# Some aviation history....



## WingsofFury (6 Jun 2020)

My apologies to the mods if I should have posted this elsewhere; please feel free to move if necessary.

I've never caught so much history in just one photo. 

Back in 2012 I was fortunate enough to attend a show at Vintage Wings of Canada's home base in Gatineau, PQ.  This photo captures the Donald “Bunny” McLarty Hawker Hurricane Mk IV, the W/C Stocky Edwards Curtiss P40-N Kittyhawk, and the Robert Hampton Gray Goodyear FG-1D Corsair flying in formation.  Not shown in the shot is the F/L William Harper Supermarine Spitfire XVI, which was trailing the formation.

As we commemorate D-Day today, I think this photo should serve to remind everyone who resides in this country we call Canada that we have a phenomenal aviation history that, if kept under wraps, will unfortunately be forgotten about like so many other facets of our military history.  

May those who fought never be forgotten.


----------



## NavyShooter (7 Jun 2020)

It's always amazing to see old warbirds soaring like this.  

I recall at Connaught a few years ago, there was a fly-past by a Spit, a Hurri, and the Lanc.  The entire line just stopped and looked up.  Amazing.

When I in Bisley a few years ago, the world's first A380 flew overhead...headed to Farnborough.  It was flying slow and dirty...flaps and gear down.  It was a neat experience to see something that big hanging in the air.

The allure of aircraft, and their ability to draw everyone's imagination to the sky is something that I think the Snowbirds were trying to capture with their recent cross-country flights.  

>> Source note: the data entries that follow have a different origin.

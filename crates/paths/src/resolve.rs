//! Root and file key resolution.

use crate::style::PathStyle;

/// Name of the directory segment every library tree lives under. Used to
/// recover a relative key for roots belonging to a moved or orphaned install.
pub const LIBRARY_SEGMENT: &str = "library";

/// Every form of a root or file identity that a lookup might need.
///
/// `key` is the only form ever written. The others exist so that rows
/// written by older releases (before keys were relative, or before they were
/// normalized) can still be found and migrated.
#[derive(Debug, Clone, PartialEq, Eq)]
pub struct ResolvedPath {
    /// Canonical key.
    pub key: String,
    /// The key before case folding, only when it differs from `key`.
    pub key_raw: Option<String>,
    /// Absolute location (original case) if one could be determined,
    /// otherwise the unified input.
    pub abs: String,
    /// Normalized absolute form that older releases used as the key.
    pub legacy_abs: Option<String>,
    /// Whether `key` is relative (to the database root, or to the root for
    /// files).
    pub is_relative_key: bool,
}

impl ResolvedPath {
    /// Non-canonical exact keys worth probing, in lookup order, without
    /// duplicates and without `key` itself.
    pub fn fallback_keys(&self) -> Vec<&str> {
        let mut keys: Vec<&str> = Vec::with_capacity(2);
        for candidate in [self.key_raw.as_deref(), self.legacy_abs.as_deref()].into_iter().flatten() {
            if candidate != self.key && !keys.contains(&candidate) {
                keys.push(candidate);
            }
        }
        keys
    }

    /// Every form of this identity (plus the caller's `input`) in
    /// [loose](PathStyle::loose) comparison form, deduplicated.
    pub fn loose_candidates(&self, input: &str) -> Vec<String> {
        let mut out: Vec<String> = Vec::with_capacity(5);
        let forms = [Some(input), Some(self.abs.as_str()), Some(self.key.as_str()), self.key_raw.as_deref()];
        for form in forms.into_iter().chain([self.legacy_abs.as_deref()]).flatten() {
            let loose = PathStyle::loose(form.trim());
            if !loose.is_empty() && !out.contains(&loose) {
                out.push(loose);
            }
        }
        out
    }
}

/// Pure conversion of user-supplied roots and files into cache keys.
///
/// The resolver never touches the filesystem or the database. `base` is the
/// database root: roots located under it are keyed relative to it, so the
/// whole database directory can be moved without invalidating the cache.
///
/// ```
/// use frkb_paths::{PathResolver, PathStyle};
///
/// let resolver = PathResolver::new(Some("C:\\FRKB".into()), PathStyle::Windows);
/// let root = resolver.resolve_root("C:\\FRKB\\Library\\FilterLibrary\\House").unwrap();
/// assert_eq!(root.key, "library\\filterlibrary\\house");
/// assert_eq!(root.key_raw.as_deref(), Some("Library\\FilterLibrary\\House"));
/// assert_eq!(root.legacy_abs.as_deref(), Some("c:\\frkb\\library\\filterlibrary\\house"));
///
/// let file = resolver.resolve_file(&root.abs, "Artist - Title.mp3").unwrap();
/// assert_eq!(file.key, "artist - title.mp3");
/// assert_eq!(file.abs, "C:\\FRKB\\Library\\FilterLibrary\\House\\Artist - Title.mp3");
/// ```
#[derive(Debug, Clone, PartialEq, Eq, Default)]
pub struct PathResolver {
    base: Option<String>,
    style: PathStyle,
}

impl PathResolver {
    pub fn new(base: Option<String>, style: PathStyle) -> Self {
        let base = base.map(|b| style.unify(&b)).filter(|b| !b.is_empty());
        Self { base, style }
    }

    pub fn base(&self) -> Option<&str> {
        self.base.as_deref()
    }

    pub fn style(&self) -> PathStyle {
        self.style
    }

    /// Resolve a library root.
    ///
    /// 1. Absolute and under the database root: relative to the database root.
    /// 2. Absolute, elsewhere, but containing a [`LIBRARY_SEGMENT`]: relative
    ///    from that segment (the first one), as if it had been under the
    ///    database root.
    /// 3. Any other absolute path: the normalized absolute path.
    /// 4. Relative: used as-is, with the absolute location computed against the
    ///    database root when known.
    ///
    /// Returns `None` when the key would be empty.
    pub fn resolve_root(&self, input: &str) -> Option<ResolvedPath> {
        let input = input.trim();
        if input.is_empty() {
            return None;
        }
        let style = self.style;
        let parsed = style.parse(input);
        if !parsed.is_absolute() {
            return self.resolve_relative(self.base.as_deref(), input);
        }
        let relative = self
            .base
            .as_deref()
            .and_then(|base| style.strip_base(base, input))
            .or_else(|| Self::from_library_segment(style, &parsed.segments, input));
        let abs = style.render(parsed.prefix, &parsed.segments);
        match relative {
            Some(relative) => Some(Self::relative_key(style, relative, abs)),
            None => Some(Self::absolute_key(style, abs)),
        }
    }

    /// Resolve a file inside a root whose absolute location is `root_abs`.
    ///
    /// Absolute files under `root_abs` are keyed relative to it; absolute
    /// files elsewhere keep their normalized absolute path; relative files
    /// are used as-is. Returns `None` when the key would be empty.
    pub fn resolve_file(&self, root_abs: &str, input: &str) -> Option<ResolvedPath> {
        let input = input.trim();
        if input.is_empty() {
            return None;
        }
        let style = self.style;
        let parsed = style.parse(input);
        if !parsed.is_absolute() {
            return self.resolve_relative(Some(root_abs).filter(|r| !r.trim().is_empty()), input);
        }
        let abs = style.render(parsed.prefix, &parsed.segments);
        match style.strip_base(root_abs, input) {
            Some(relative) => Some(Self::relative_key(style, relative, abs)),
            None => Some(Self::absolute_key(style, abs)),
        }
    }

    fn from_library_segment(style: PathStyle, segments: &[&str], input: &str) -> Option<String> {
        let index = segments.iter().position(|s| match style.folds_case() {
            true => s.eq_ignore_ascii_case(LIBRARY_SEGMENT),
            false => *s == LIBRARY_SEGMENT,
        })?;
        tracing::trace!(path = input, "Root outside the database root; keying from its library segment");
        Some(style.render("", &segments[index..]))
    }

    fn relative_key(style: PathStyle, relative: String, abs: String) -> ResolvedPath {
        let key = style.fold(relative.clone());
        let legacy_abs = Some(style.fold(abs.clone()));
        ResolvedPath {
            key_raw: Some(relative).filter(|raw| *raw != key),
            key,
            abs,
            legacy_abs,
            is_relative_key: true,
        }
    }

    fn absolute_key(style: PathStyle, abs: String) -> ResolvedPath {
        ResolvedPath {
            key: style.fold(abs.clone()),
            key_raw: None,
            abs,
            legacy_abs: None,
            is_relative_key: false,
        }
    }

    fn resolve_relative(&self, base: Option<&str>, input: &str) -> Option<ResolvedPath> {
        let style = self.style;
        let key = style.normalize(input);
        if key.is_empty() {
            return None;
        }
        let raw = input.trim_end_matches(['/', '\\']);
        let abs = match base {
            Some(base) => style.join(base, input),
            None => style.unify(input),
        };
        let legacy_abs = Some(&abs).filter(|abs| style.is_absolute(abs)).map(|abs| style.fold(abs.clone()));
        Some(ResolvedPath {
            key_raw: Some(raw.to_string()).filter(|raw| *raw != key),
            key,
            abs,
            legacy_abs,
            is_relative_key: true,
        })
    }
}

I think the CAF/RCAF would benefit considerably from having a more visible airborne presence over our nation.  The reason few Canadians know about our Navy is because we're seldom seen.  I think with the relatively limited number of aircraft Canada actually has in the air, there are likely many Canadians who have also never seen an RCAF aircraft.  My suggestion - someone in 1 CAD should make a check-off list of every Canadian town with more than, say, 3000 people, and should manage the cross-Canada overflight/ferry-flights so that at some point over the span of every - say, 3-5 years, every single town gets an overflight by an RCAF aircraft.

But...that's way off topic.

I can imagine the sound of those engines running overhead from your photo.  Awesome history.

Thanks.


----------



## exspy (7 Jun 2020)

WingsofFury said:
			
		

> Back in 2012 I was fortunate enough to attend a show at Vintage Wings of Canada's home base in Gatineau, PQ.  This photo captures the Donald “Bunny” McLarty Hawker Hurricane Mk IV, the W/C Stocky Edwards Curtiss P40-N Kittyhawk, and the Robert Hampton Gray Goodyear FG-1D Corsair flying in formation.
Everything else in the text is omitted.